Als er dann, mit der Schachtel in der Hand, vor sich hin sah, empfand er nicht das leiseste Körpergefühl, gab mit dem Löffel das Morphium ins Wasser, trank es aus und setzte sich in den Lehnstuhl.

Das Herz begann stark zu klopfen. Er legte beruhigend die Hand darauf, schloß langsam die Augen; die Atemnot ging schnell vorüber. Eine wunderbare Freude zog in ihn ein, verband ihn mit dem Dichter, der ihn in freudigem Staunen ansah.

Ihre Unterhaltung war, jenseits aller Logik, blitzend und neu. Sie allein standen leuchtend hell, von schwerem Dunkel umgeben. Ihre hellen Hände sprachen mit. Da sahen sie einander noch einmal herzlich an, mit einem jenseitigen Lächeln der ungeheuersten Liebe. Dann empfand der Einäugige sanften, wiegenden Frieden und schlief ein.

 

Zur selben Zeit, da der Wärter das Essen in die Zelle brachte, wurde der Einäugige tot in seinem Lehnstuhl gefunden.

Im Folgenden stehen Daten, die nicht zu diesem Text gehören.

use rusqlite::Connection;
use stockroom_core::db::open_db_in_memory;
use stockroom_core::{
    ErrorCode, Repository, ServiceError, SqliteSupplierOrderRepository, SqliteSupplierRepository,
    SupplierDto, SupplierOrder, SupplierService,
};

#[test]
fn save_with_invalid_candidate_is_rejected_and_store_untouched() {
    let conn = open_db_in_memory().unwrap();
    let service = supplier_service(&conn);

    // A name but no contact channel at all.
    let candidate = SupplierDto {
        id: None,
        name: "ACME".to_string(),
        email: Some(String::new()),
        phone: None,
        address: None,
    };

    let err = service.save(&candidate).unwrap_err();
    match err {
        ServiceError::InvalidEntity { code, errors } => {
            assert_eq!(code, ErrorCode::SupplierNotValid);
            assert_eq!(
                errors,
                vec!["at least one contact (email or phone) is required".to_string()]
            );
        }
        other => panic!("unexpected error: {other}"),
    }

    assert!(service.find_all().unwrap().is_empty());
}

#[test]
fn save_assigns_id_and_roundtrips_business_fields() {
    let conn = open_db_in_memory().unwrap();
    let service = supplier_service(&conn);

    let candidate = SupplierDto {
        id: None,
        name: "ACME Metals".to_string(),
        email: Some("orders@acme.example".to_string()),
        phone: Some("+33 1 23 45 67 89".to_string()),
        address: Some("12 Rue des Forges".to_string()),
    };

    let saved = service.save(&candidate).unwrap();
    let id = saved.id.expect("store should assign an id");
    assert!(id > 0);
    assert_eq!(saved.name, candidate.name);
    assert_eq!(saved.email, candidate.email);
    assert_eq!(saved.phone, candidate.phone);
    assert_eq!(saved.address, candidate.address);
}

#[test]
fn save_with_existing_id_updates_in_place() {
    let conn = open_db_in_memory().unwrap();
    let service = supplier_service(&conn);

    let saved = service.save(&valid_supplier("Initial Name")).unwrap();
    let updated = SupplierDto {
        name: "Renamed Supplier".to_string(),
        ..saved.clone()
    };
    service.save(&updated).unwrap();

    let all = service.find_all().unwrap();
    assert_eq!(all.len(), 1);
    assert_eq!(all[0].id, saved.id);
    assert_eq!(all[0].name, "Renamed Supplier");
}

#[test]
fn find_by_id_returns_matching_dto() {
    let conn = open_db_in_memory().unwrap();
    let service = supplier_service(&conn);

    let saved = service.save(&valid_supplier("Northwind")).unwrap();
    let found = service.find_by_id(saved.id).unwrap();

    assert_eq!(found.id, saved.id);
    assert_eq!(found.name, "Northwind");
}

#[test]
fn find_by_id_missing_raises_not_found() {
    let conn = open_db_in_memory().unwrap();
    let service = supplier_service(&conn);

    let err = service.find_by_id(Some(4242)).unwrap_err();
    match err {
        ServiceError::NotFound { code, message } => {
            assert_eq!(code, ErrorCode::SupplierNotFound);
            assert!(message.contains("4242"));
        }
        other => panic!("unexpected error: {other}"),
    }
}

#[test]
fn find_by_id_absent_raises_invalid_argument() {
    let conn = open_db_in_memory().unwrap();
    let service = supplier_service(&conn);

    let err = service.find_by_id(None).unwrap_err();
    assert!(matches!(
        err,
        ServiceError::InvalidArgument {
            code: ErrorCode::MissingId,
            ..
        }
    ));
}

#[test]
fn delete_with_referencing_order_is_rejected_and_supplier_remains() {
    let conn = open_db_in_memory().unwrap();
    let service = supplier_service(&conn);

    let saved = service.save(&valid_supplier("Referenced")).unwrap();
    let supplier_id = saved.id.unwrap();
    insert_order(&conn, "PO-1", supplier_id);

    let err = service.delete(Some(supplier_id)).unwrap_err();
    match err {
        ServiceError::InvalidOperation { code, message } => {
            assert_eq!(code, ErrorCode::SupplierAlreadyInUse);
            assert!(message.contains("order"));
        }
        other => panic!("unexpected error: {other}"),
    }

    // Guard must leave the supplier retrievable.
    assert_eq!(service.find_by_id(Some(supplier_id)).unwrap().id, saved.id);
}

#[test]
fn delete_unreferenced_removes_supplier() {
    let conn = open_db_in_memory().unwrap();
    let service = supplier_service(&conn);

    let saved = service.save(&valid_supplier("Ephemeral")).unwrap();
    let supplier_id = saved.id.unwrap();

    service.delete(Some(supplier_id)).unwrap();

    let err = service.find_by_id(Some(supplier_id)).unwrap_err();
    assert!(matches!(
        err,
        ServiceError::NotFound {
            code: ErrorCode::SupplierNotFound,
            ..
        }
    ));
}

#[test]
fn delete_missing_id_is_a_silent_noop() {
    let conn = open_db_in_memory().unwrap();
    let service = supplier_service(&conn);

    service.delete(Some(9999)).unwrap();
}

#[test]
fn delete_absent_raises_invalid_argument() {
    let conn = open_db_in_memory().unwrap();
    let service = supplier_service(&conn);

    let err = service.delete(None).unwrap_err();
    assert!(matches!(
        err,
        ServiceError::InvalidArgument {
            code: ErrorCode::MissingId,
            ..
        }
    ));
}

#[test]
fn find_all_is_empty_then_returns_all_in_insertion_order() {
    let conn = open_db_in_memory().unwrap();
    let service = supplier_service(&conn);

    assert!(service.find_all().unwrap().is_empty());

    service.save(&valid_supplier("First")).unwrap();
    service.save(&valid_supplier("Second")).unwrap();
    service.save(&valid_supplier("Third")).unwrap();

    let names: Vec<String> = service
        .find_all()
        .unwrap()
        .into_iter()
        .map(|dto| dto.name)
        .collect();
    assert_eq!(names, vec!["First", "Second", "Third"]);
}

#[test]
fn schema_foreign_key_mirrors_the_application_guard() {
    let conn = open_db_in_memory().unwrap();
    let service = supplier_service(&conn);

    let saved = service.save(&valid_supplier("Locked")).unwrap();
    let supplier_id = saved.id.unwrap();
    insert_order(&conn, "PO-2", supplier_id);

    // Bypassing the service and deleting directly still fails, on the
    // ON DELETE RESTRICT constraint.
    let repo = SqliteSupplierRepository::try_new(&conn).unwrap();
    assert!(repo.delete_by_id(supplier_id).is_err());
}

fn supplier_service(conn: &Connection) -> SupplierService<SqliteSupplierRepository<'_>> {
    SupplierService::new(SqliteSupplierRepository::try_new(conn).unwrap())
}

fn valid_supplier(name: &str) -> SupplierDto {
    SupplierDto {
        id: None,
        name: name.to_string(),
        email: Some("contact@supplier.example".to_string()),
        phone: None,
        address: None,
    }
}

fn insert_order(conn: &Connection, code: &str, supplier_id: i64) {
    let repo = SqliteSupplierOrderRepository::try_new(conn).unwrap();
    repo.save(&SupplierOrder::new(code, supplier_id, 1_770_000_000_000))
        .unwrap();
}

„Er weiß vielleicht gar nichts davon,“ flüsterte der Dichter im Rücken des Wärters, „aber ich sehe es seinem Gesicht an, daß er denkt: zu was denn dem noch Essen geben.“

Auch an der Art, wie er das Geschirr auf den Tisch stellte und auf die Tür zuging, glaubte der Dichter zu bemerken, daß der Wärter es für überflüssig halte, ihm noch Essen zu geben.

Der Wärter war schon sehr alt und sprach selten ein Wort.

„Wann . . . ist es denn?“

„Was?“

„. . . Wann?“

„Morgen früh.“

„Morgen . . . früh?“

„Essen Sie, das ist Blumenkohlsuppe. Meine Frau hat sie gekocht.“

„Blumenkohlsuppe.“

„Essen Sie! Die ist gut.“ Der Wärter ging.